Tim Burton overcomes moral revulsion about murder and cannibalism by getting the viewers to sympathize with Sweeney Todd and Mrs. Lovett, and also by making the protagonists more morally corrupt. Sweeney Todd is a man who has lived through a lot of pain and loss, all at the hands of another man; he was imprisoned for a crime he did not commit just because another man of higher power found his wife beautiful and wanted her for his own, taking Todd’s daughter away as well. Mrs. Lovett, at least for me, is much more difficult to sympathize with. In fact, I do not sympathize with her at all, I can see slightly how an audience would though. She is displayed in contrast with another character who is abusive towards a child, where she is, in contrast, very nice to motherly towards this child. Her kindness to an orphan child is something of a speculation because all other people surrounding her have no second thoughts about anyone else but themselves. After Todd kills this boy’s “care-taker”, Mrs. Lovett takes him in as a helper rather than letting him go back to the workhouse. Although the two never eat the meat pies that Mrs. Lovett makes, they serve them to the masses of London, giving them a upper hand on them. Both Sweeney Todd and Mrs. Lovett are near the bottom of the economic food chain, neither one of them making much money or being of royal decent; they are the one’s with the “boot in their face”, not the one wearing the boot. By feeding the boot wearers the meat of other people unknowingly, they are taking the upper hand. British Colonizers would colonize these nations that were already inhabited by natives, and their only upper hand was their weaponry; this was their power. These colonizers weren’t as powerful as they liked to display, they had a weakness, which was their fear of the Other. The Other is a person who is completely different from you; different practices, beliefs, etc., and because of this, you do not understand them and tend to fear them.

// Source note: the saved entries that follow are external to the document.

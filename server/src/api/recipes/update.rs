use axum::{
    extract::{Path, State},
    http::StatusCode,
    response::IntoResponse,
    Json,
};
use diesel::prelude::*;
use diesel::result::{DatabaseErrorKind, Error as DieselError};
use serde::{Deserialize, Serialize};
use utoipa::ToSchema;
use uuid::Uuid;

use tureen_core::{recipe_totals, NutritionTotals};

use crate::api::recipes::create::{line_error_response, write_lines, write_steps};
use crate::api::recipes::{load_lines, RecipeLineRequest, RecipeStepRequest};
use crate::api::ErrorResponse;
use crate::get_conn;
use crate::models::RecipeRow;
use crate::schema::{recipe_ingredients, recipe_steps, recipes};
use crate::SharedState;

/// Partial update; absent fields keep their stored values. Replacing the
/// ingredient list recomputes the persisted totals.
#[derive(Debug, Clone, Deserialize, ToSchema)]
pub struct UpdateRecipeRequest {
    pub title: Option<String>,
    pub description: Option<String>,
    pub servings: Option<i32>,
    pub ingredients: Option<Vec<RecipeLineRequest>>,
    pub steps: Option<Vec<RecipeStepRequest>>,
}

#[derive(Debug, Clone, Serialize, ToSchema)]
pub struct UpdateRecipeResponse {
    pub id: Uuid,
    pub totals: NutritionTotals,
}

#[utoipa::path(
    put,
    path = "/api/recipes/{id}",
    tag = "recipes",
    params(
        ("id" = Uuid, Path, description = "Recipe ID")
    ),
    request_body = UpdateRecipeRequest,
    responses(
        (status = 200, description = "Recipe updated", body = UpdateRecipeResponse),
        (status = 400, description = "Invalid request", body = ErrorResponse),
        (status = 404, description = "Recipe or ingredient not found", body = ErrorResponse),
        (status = 409, description = "Recipe title already exists", body = ErrorResponse),
        (status = 500, description = "Storage unavailable", body = ErrorResponse)
    )
)]
pub async fn update_recipe(
    State(state): State<SharedState>,
    Path(id): Path<Uuid>,
    Json(request): Json<UpdateRecipeRequest>,
) -> impl IntoResponse {
    if let Some(ref title) = request.title {
        if title.trim().is_empty() {
            return (
                StatusCode::BAD_REQUEST,
                Json(ErrorResponse {
                    error: "Title cannot be empty".to_string(),
                }),
            )
                .into_response();
        }
    }
    if let Some(servings) = request.servings {
        if servings < 1 {
            return (
                StatusCode::BAD_REQUEST,
                Json(ErrorResponse {
                    error: "Servings must be at least 1".to_string(),
                }),
            )
                .into_response();
        }
    }

    let mut conn = get_conn!(state.pool);

    let existing: RecipeRow = match recipes::table
        .filter(recipes::id.eq(id))
        .select(RecipeRow::as_select())
        .first(&mut conn)
    {
        Ok(row) => row,
        Err(diesel::NotFound) => {
            return (
                StatusCode::NOT_FOUND,
                Json(ErrorResponse {
                    error: "Recipe not found".to_string(),
                }),
            )
                .into_response()
        }
        Err(err) => {
            tracing::error!(error = %err, "failed to fetch recipe");
            return (
                StatusCode::INTERNAL_SERVER_ERROR,
                Json(ErrorResponse {
                    error: "Failed to fetch recipe".to_string(),
                }),
            )
                .into_response();
        }
    };

    // Recompute totals only when the line set changes.
    let new_totals = match request.ingredients.as_deref() {
        Some(lines) => match load_lines(&mut conn, lines) {
            Ok(resolved) => Some(recipe_totals(&resolved)),
            Err(err) => return line_error_response(err),
        },
        None => None,
    };

    let totals = new_totals.unwrap_or(NutritionTotals {
        calories: existing.total_calories,
        protein: existing.total_protein,
        carbs: existing.total_carbs,
        fat: existing.total_fat,
    });

    let result: Result<(), DieselError> = conn.transaction(|conn| {
        diesel::update(recipes::table.find(id))
            .set((
                recipes::title.eq(request.title.as_deref().unwrap_or(&existing.title)),
                recipes::description
                    .eq(request.description.as_deref().or(existing.description.as_deref())),
                recipes::servings.eq(request.servings.unwrap_or(existing.servings)),
                recipes::total_calories.eq(totals.calories),
                recipes::total_protein.eq(totals.protein),
                recipes::total_carbs.eq(totals.carbs),
                recipes::total_fat.eq(totals.fat),
                recipes::updated_at.eq(diesel::dsl::now),
            ))
            .execute(conn)?;

        if let Some(ref lines) = request.ingredients {
            diesel::delete(
                recipe_ingredients::table.filter(recipe_ingredients::recipe_id.eq(id)),
            )
            .execute(conn)?;
            write_lines(conn, id, lines)?;
        }

        if let Some(ref steps) = request.steps {
            diesel::delete(recipe_steps::table.filter(recipe_steps::recipe_id.eq(id)))
                .execute(conn)?;
            write_steps(conn, id, steps)?;
        }

        Ok(())
    });

    match result {
        Ok(()) => (StatusCode::OK, Json(UpdateRecipeResponse { id, totals })).into_response(),
        Err(DieselError::DatabaseError(DatabaseErrorKind::UniqueViolation, _)) => (
            StatusCode::CONFLICT,
            Json(ErrorResponse {
                error: "Recipe title already exists".to_string(),
            }),
        )
            .into_response(),
        Err(err) => {
            tracing::error!(error = %err, "failed to update recipe");
            (
                StatusCode::INTERNAL_SERVER_ERROR,
                Json(ErrorResponse {
                    error: "Failed to update recipe".to_string(),
                }),
            )
                .into_response()
        }
    }
}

The solution is to understand the Other.  

1 comment:

  1. I totally agree with you. I can't sympathize with mrs Lovett either. She knows what she is doing is wrong, and even brings a child into doing morally corrupt things (althought he does not know). I enjoyed how you compared the socio economics of London to a food chain. It really does relate to Sweeney Todd and the cannibalism. Also, you did a great job at showing that the upperclass of London literally and figuratively are the lower class. Altogether this was a great and very original post.